• **Action item**
Copy out the lines below that hold the word "TaskPayload".

------------------------

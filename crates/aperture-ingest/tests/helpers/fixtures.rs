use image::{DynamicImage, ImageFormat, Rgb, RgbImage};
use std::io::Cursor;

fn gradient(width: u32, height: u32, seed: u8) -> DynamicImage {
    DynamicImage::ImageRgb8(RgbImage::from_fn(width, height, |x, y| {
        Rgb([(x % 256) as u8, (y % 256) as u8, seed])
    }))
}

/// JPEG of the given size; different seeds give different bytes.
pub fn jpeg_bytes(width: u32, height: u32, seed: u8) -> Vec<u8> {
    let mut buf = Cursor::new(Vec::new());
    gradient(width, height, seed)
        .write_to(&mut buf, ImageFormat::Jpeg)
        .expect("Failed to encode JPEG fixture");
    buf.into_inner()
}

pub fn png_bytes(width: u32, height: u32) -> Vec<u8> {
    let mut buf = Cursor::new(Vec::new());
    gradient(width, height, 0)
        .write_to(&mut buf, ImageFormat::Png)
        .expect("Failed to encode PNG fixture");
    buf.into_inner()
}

------------------------

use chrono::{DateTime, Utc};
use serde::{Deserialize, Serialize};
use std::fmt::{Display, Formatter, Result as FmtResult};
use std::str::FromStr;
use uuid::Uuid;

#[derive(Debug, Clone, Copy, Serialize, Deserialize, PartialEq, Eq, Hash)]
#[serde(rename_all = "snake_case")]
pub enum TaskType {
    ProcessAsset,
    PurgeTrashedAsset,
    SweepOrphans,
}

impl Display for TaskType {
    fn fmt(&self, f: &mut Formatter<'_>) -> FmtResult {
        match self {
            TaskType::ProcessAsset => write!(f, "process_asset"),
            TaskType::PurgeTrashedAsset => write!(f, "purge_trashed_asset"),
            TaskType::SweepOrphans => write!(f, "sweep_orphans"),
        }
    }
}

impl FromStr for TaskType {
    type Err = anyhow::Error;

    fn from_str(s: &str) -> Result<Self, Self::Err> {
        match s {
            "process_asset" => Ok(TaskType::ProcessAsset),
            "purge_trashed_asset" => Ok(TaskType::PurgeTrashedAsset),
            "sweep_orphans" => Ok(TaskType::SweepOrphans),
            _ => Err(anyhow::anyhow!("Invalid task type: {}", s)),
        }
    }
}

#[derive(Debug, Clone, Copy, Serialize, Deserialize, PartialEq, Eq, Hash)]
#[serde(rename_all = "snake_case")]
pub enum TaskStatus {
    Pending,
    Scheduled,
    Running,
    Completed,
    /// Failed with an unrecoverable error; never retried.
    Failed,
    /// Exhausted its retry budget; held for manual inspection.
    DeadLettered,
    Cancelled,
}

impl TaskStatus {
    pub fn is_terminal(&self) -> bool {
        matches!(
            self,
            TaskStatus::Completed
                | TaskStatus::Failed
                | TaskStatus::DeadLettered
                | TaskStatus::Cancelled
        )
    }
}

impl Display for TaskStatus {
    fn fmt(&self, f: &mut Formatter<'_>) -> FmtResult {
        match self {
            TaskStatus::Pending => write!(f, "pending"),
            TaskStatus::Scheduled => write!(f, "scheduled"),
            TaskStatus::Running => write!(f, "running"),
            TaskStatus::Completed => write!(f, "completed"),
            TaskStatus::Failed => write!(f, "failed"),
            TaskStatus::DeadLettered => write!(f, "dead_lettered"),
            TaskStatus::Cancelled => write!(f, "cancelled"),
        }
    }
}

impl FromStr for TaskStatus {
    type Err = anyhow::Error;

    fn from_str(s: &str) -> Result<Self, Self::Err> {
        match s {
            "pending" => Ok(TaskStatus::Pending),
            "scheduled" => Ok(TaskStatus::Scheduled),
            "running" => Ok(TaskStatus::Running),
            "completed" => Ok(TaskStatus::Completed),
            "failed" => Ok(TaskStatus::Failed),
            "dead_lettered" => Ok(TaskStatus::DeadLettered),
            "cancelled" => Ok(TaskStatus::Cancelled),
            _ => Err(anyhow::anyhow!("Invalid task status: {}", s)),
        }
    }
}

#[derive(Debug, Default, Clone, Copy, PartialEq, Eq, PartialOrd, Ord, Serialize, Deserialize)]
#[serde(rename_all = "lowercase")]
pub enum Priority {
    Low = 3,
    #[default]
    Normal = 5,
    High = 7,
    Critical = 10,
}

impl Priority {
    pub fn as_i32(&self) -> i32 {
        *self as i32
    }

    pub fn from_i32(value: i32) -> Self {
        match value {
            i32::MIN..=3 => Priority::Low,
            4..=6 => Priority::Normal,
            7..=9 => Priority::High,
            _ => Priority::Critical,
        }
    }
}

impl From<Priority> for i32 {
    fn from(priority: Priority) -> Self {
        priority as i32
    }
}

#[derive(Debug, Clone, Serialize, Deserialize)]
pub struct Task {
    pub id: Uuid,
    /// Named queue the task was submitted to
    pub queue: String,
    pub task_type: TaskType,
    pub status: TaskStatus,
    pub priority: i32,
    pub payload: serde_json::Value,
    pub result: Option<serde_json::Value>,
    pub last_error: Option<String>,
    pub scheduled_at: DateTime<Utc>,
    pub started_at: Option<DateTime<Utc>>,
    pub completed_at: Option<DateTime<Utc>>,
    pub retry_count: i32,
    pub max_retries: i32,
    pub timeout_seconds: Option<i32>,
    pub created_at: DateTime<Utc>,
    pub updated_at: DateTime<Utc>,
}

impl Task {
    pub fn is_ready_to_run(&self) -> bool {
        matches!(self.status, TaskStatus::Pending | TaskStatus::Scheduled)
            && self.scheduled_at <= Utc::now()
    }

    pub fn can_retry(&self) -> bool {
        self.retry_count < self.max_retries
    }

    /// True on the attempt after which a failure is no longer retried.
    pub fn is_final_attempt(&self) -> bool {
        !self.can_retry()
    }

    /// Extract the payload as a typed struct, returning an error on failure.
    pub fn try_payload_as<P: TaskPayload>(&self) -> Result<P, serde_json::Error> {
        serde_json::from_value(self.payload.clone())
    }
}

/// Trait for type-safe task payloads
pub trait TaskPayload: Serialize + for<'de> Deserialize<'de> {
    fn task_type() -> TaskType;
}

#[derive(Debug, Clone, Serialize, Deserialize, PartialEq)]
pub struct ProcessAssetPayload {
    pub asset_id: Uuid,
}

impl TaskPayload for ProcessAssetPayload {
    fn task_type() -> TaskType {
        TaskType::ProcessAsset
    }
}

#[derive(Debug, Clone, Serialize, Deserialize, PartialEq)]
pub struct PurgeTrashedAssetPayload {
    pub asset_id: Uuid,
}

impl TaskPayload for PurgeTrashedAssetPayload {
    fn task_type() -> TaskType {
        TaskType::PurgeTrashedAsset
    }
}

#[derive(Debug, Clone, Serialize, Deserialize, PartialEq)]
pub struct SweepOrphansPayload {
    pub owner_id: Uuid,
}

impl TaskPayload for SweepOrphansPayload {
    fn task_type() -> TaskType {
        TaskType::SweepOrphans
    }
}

------------------------

• **Exercise solution**
    pub fn try_payload_as<P: TaskPayload>(&self) -> Result<P, serde_json::Error> {
pub trait TaskPayload: Serialize + for<'de> Deserialize<'de> {
impl TaskPayload for ProcessAssetPayload {
impl TaskPayload for PurgeTrashedAssetPayload {
impl TaskPayload for SweepOrphansPayload {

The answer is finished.